Premier monoplace ou l’envol de l’épervier (1964)

Le monoplace, comme son nom l’indique, est un avion où une seule personne peut prendre place, un pilote bien sûr. La prise de conscience véritable de la situation a lieu au moment où, l’avion aligné sur la piste, le pilote affiche plein gaz pour un ultime contrôle des voyants et autres instruments avant de lâcher les freins et commencer la course de décollage.

Pendant plusieurs décennies, il y eut deux catégories de pilotes: les pilotes de monoplace… et la kyrielle des autres. Dans les Armées, c’est à dire la Marine et l’Armée de l’Air, le pilote de monoplace avait vocation à être pilote de chasse. Depuis Guynemer et le Baron Rouge, c’était ainsi. Les "grands monoplaces" se sont appelés Fokker, Spad, Dewoitine 520, Messerschmitt 109, Fockwulf Long-Nez, Yak, Spitfire, Zéro, sans oublier quelques prestigieux américains: Lim Temco Vought Corsair et Simoun, pour l’aviation à hélice.



Puis vint l’ère des réacteurs: le premier d’entre eux, le Messerschmitt 230 de la fin de la deuxième guerre mondiale puis le Vampire, britannique, l’Ouragan puis le Mystère IV avec les premières ailes en flèche, le Crusader aussi, bien sûr. Avec le temps les choses ont changé. Il y a eu d’abord les simulateurs de vol puis de plus en plus souvent des versions biplaces (comme le Stampe) pour les Mirage par exemple ou les Rafale. Le Super-Etendard est sans doute le dernier monoplace sans version biplaces.
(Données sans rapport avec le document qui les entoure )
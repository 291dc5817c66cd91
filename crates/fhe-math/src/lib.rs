//! Low-level number theory, modular arithmetic, RNS bases, and negacyclic
//! polynomials used to build the BFV scheme in the `bfv` crate.
//!
//! Nothing in this crate is BFV-specific: it would serve equally well as
//! the foundation for any other RLWE-based scheme.

pub mod error;
pub mod modulus;
pub mod numth;
pub mod poly;
pub mod rns;

pub use error::{Error, Result};
pub use modulus::Modulus;
pub use poly::Poly;
pub use rns::{BaseConverter, RnsBase, RnsTool};
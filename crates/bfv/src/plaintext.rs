//! [`Plaintext`]: a polynomial with coefficients in `[0, t)`.

use crate::context::Context;
use crate::error::{Error, Result};
use fhe_math::Modulus;
use std::ops::{Add, Neg, Sub};
use std::rc::Rc;

/// A plaintext polynomial: `degree` coefficients, each in `[0, t)`.
#[derive(Debug, Clone, PartialEq, Eq)]
pub struct Plaintext {
	pub(crate) ctx: Rc<Context>,
	pub(crate) values: Vec<u64>,
}

impl Plaintext {
	/// The all-zero plaintext.
	pub fn zero(ctx: &Rc<Context>) -> Self {
		Self {
			ctx: ctx.clone(),
			values: vec![0u64; ctx.degree()],
		}
	}

	/// Builds a plaintext from raw coefficients, reducing each modulo `t`.
	///
	/// `values.len()` must not exceed the ring degree.
	pub fn from_coefficients(ctx: &Rc<Context>, values: &[u64]) -> Result<Self> {
		if values.len() > ctx.degree() {
			return Err(Error::OutOfRange {
				value: format!("{} coefficients", values.len()),
				degree: ctx.degree(),
			});
		}
		let t = Modulus::new(ctx.plaintext_modulus()).expect("plaintext modulus validated at context creation");
		let mut padded = vec![0u64; ctx.degree()];
		for (dst, &v) in padded.iter_mut().zip(values) {
			*dst = t.reduce(v);
		}
		Ok(Self {
			ctx: ctx.clone(),
			values: padded,
		})
	}

	pub fn context(&self) -> &Rc<Context> {
		&self.ctx
	}

	pub fn values(&self) -> &[u64] {
		&self.values
	}

	fn modulus(&self) -> Modulus {
		Modulus::new(self.ctx.plaintext_modulus()).expect("plaintext modulus validated at context creation")
	}

	/// Negacyclic schoolbook product modulo `t`: `plain(plain,plain)` from
	/// the evaluator's table.
	pub fn mul_mod(&self, rhs: &Plaintext) -> Plaintext {
		debug_assert_eq!(self.ctx, rhs.ctx);
		let m = self.modulus();
		let n = self.values.len();
		let mut out = vec![0u64; n];
		for i in 0..n {
			if self.values[i] == 0 {
				continue;
			}
			for j in 0..n {
				if rhs.values[j] == 0 {
					continue;
				}
				let term = m.mul(self.values[i], rhs.values[j]);
				let k = i + j;
				if k < n {
					out[k] = m.add(out[k], term);
				} else {
					out[k - n] = m.sub(out[k - n], term);
				}
			}
		}
		Plaintext {
			ctx: self.ctx.clone(),
			values: out,
		}
	}
}

impl Add<&Plaintext> for &Plaintext {
	type Output = Plaintext;

	fn add(self, rhs: &Plaintext) -> Plaintext {
		debug_assert_eq!(self.ctx, rhs.ctx);
		let m = self.modulus();
		let mut values = self.values.clone();
		m.add_vec(&mut values, &rhs.values);
		Plaintext { ctx: self.ctx.clone(), values }
	}
}

impl Sub<&Plaintext> for &Plaintext {
	type Output = Plaintext;

	fn sub(self, rhs: &Plaintext) -> Plaintext {
		debug_assert_eq!(self.ctx, rhs.ctx);
		let m = self.modulus();
		let mut values = self.values.clone();
		m.sub_vec(&mut values, &rhs.values);
		Plaintext { ctx: self.ctx.clone(), values }
	}
}

impl Neg for &Plaintext {
	type Output = Plaintext;

	fn neg(self) -> Plaintext {
		let m = self.modulus();
		let mut values = self.values.clone();
		m.neg_vec(&mut values);
		Plaintext { ctx: self.ctx.clone(), values }
	}
}

#[cfg(test)]
mod tests {
	use super::*;
	use crate::context::Context;
	use crate::params::EncryptionParamsBuilder;

	fn ctx() -> Rc<Context> {
		Context::new(
			EncryptionParamsBuilder::default()
				.polynomial_degree(8)
				.plaintext_modulus(17)
				.ciphertext_moduli_sizes(vec![30, 30])
				.build()
				.unwrap(),
		)
		.unwrap()
	}

	#[test]
	fn add_then_sub_round_trips() {
		let ctx = ctx();
		let a = Plaintext::from_coefficients(&ctx, &[1, 2, 3, 4, 5, 6, 7, 8]).unwrap();
		let b = Plaintext::from_coefficients(&ctx, &[8, 7, 6, 5, 4, 3, 2, 1]).unwrap();
		let sum = &a + &b;
		let back = &sum - &b;
		assert_eq!(back, a);
	}

	#[test]
	fn mul_matches_hand_computed_example() {
		// poly_mul_mod([1,2,3,4], [2,3,4,5], q=5, N=4) -> [3,1,1,0]
		let ctx = Context::new(
			EncryptionParamsBuilder::default()
				.polynomial_degree(4)
				.plaintext_modulus(5)
				.ciphertext_moduli_sizes(vec![30, 30])
				.build()
				.unwrap(),
		)
		.unwrap();
		let a = Plaintext::from_coefficients(&ctx, &[1, 2, 3, 4]).unwrap();
		let b = Plaintext::from_coefficients(&ctx, &[2, 3, 4, 5]).unwrap();
		assert_eq!(a.mul_mod(&b).values, vec![3, 1, 1, 0]);
	}

	#[test]
	fn add_matches_hand_computed_example() {
		// poly_add_mod([1,2,3,4], [2,3,4,5], q=3, N=4) -> [0,2,1,0]
		let ctx = Context::new(
			EncryptionParamsBuilder::default()
				.polynomial_degree(4)
				.plaintext_modulus(3)
				.ciphertext_moduli_sizes(vec![30, 30])
				.build()
				.unwrap(),
		)
		.unwrap();
		let a = Plaintext::from_coefficients(&ctx, &[1, 2, 3, 4]).unwrap();
		let b = Plaintext::from_coefficients(&ctx, &[2, 3, 4, 5]).unwrap();
		assert_eq!((&a + &b).values, vec![0, 2, 1, 0]);
	}
}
En 1964, à l’issue de la progression suivie avec succès à Tours sur T.33 (T.Bird), avion d’entraînement à réaction, mono-réacteur et biplaces (pour le moniteur) sur lequel les stagiaires volaient parfois seuls, vint le moment du lâcher sur Mystère IV A, constructeur Marcel Dassault.



Cet avion, prestigieux, était très beau, très pur de dessin: monoplace, mono-réacteur, large entrée d’air à l’avant. Lorsqu'avec l’aide d’un chausse-pied - la cabine ou cockpit était très étroite - on avait pris place à bord, mis le casque et le masque à oxygène, branché « l’anti-G » (un pantalon-combinaison très spécial avec un « boudin » le long de l’artère fémorale et une poche sur le ventre qui se gonflent en proportion du facteur de charge pour empêcher le sang de descendre vers les pieds et ainsi préserver en partie le pilote du voile noir lorsque le cerveau n’est plus alimenté), serré le harnais et les « casse-rotules » (deux ou quatre boucles serrées autour des genoux comprenant un anneau dans lequel passe une sangle qui serre automatiquement les jambes contre le siège lors de l’éjection), le pilote faisait véritablement corps avec l’avion. Si l’on tentait de regarder vers l’arrière, impossible de voir les ailes: c’est cela les ailes en flèche. Pour ajouter à l’agrément, avant de refermer la verrière, le mécanicien ôtait les sécurités du siège éjectable. Sur ces avions, en cas de pépin, il n’y a qu’une façon d’en sortir: saisir la poignée haute (au-dessus de la tête) ou basse (entre les jambes), se tenir bien droit, ramener les jambes vers le corps et… tirer.

Mystères IV au repos

Le Mystère était un avion de combat: intercepteur, il dépassait tout juste en piqué la vitesse du son. Il équipait l’armée de l’air israélienne, et - avec quelques avions français - avait participé aux guerres israélo-arabes des années 50-60.

Il y avait bien sûr beaucoup d’excitation et de questions à se poser pour un jeune pilote, armé de 2OO heures de vol, avant le "lâcher" monoplace. Pour ma part, j’étais certes excité mais sans questions: beaucoup d’autres avant l’avaient fait. Pourquoi pas moi ?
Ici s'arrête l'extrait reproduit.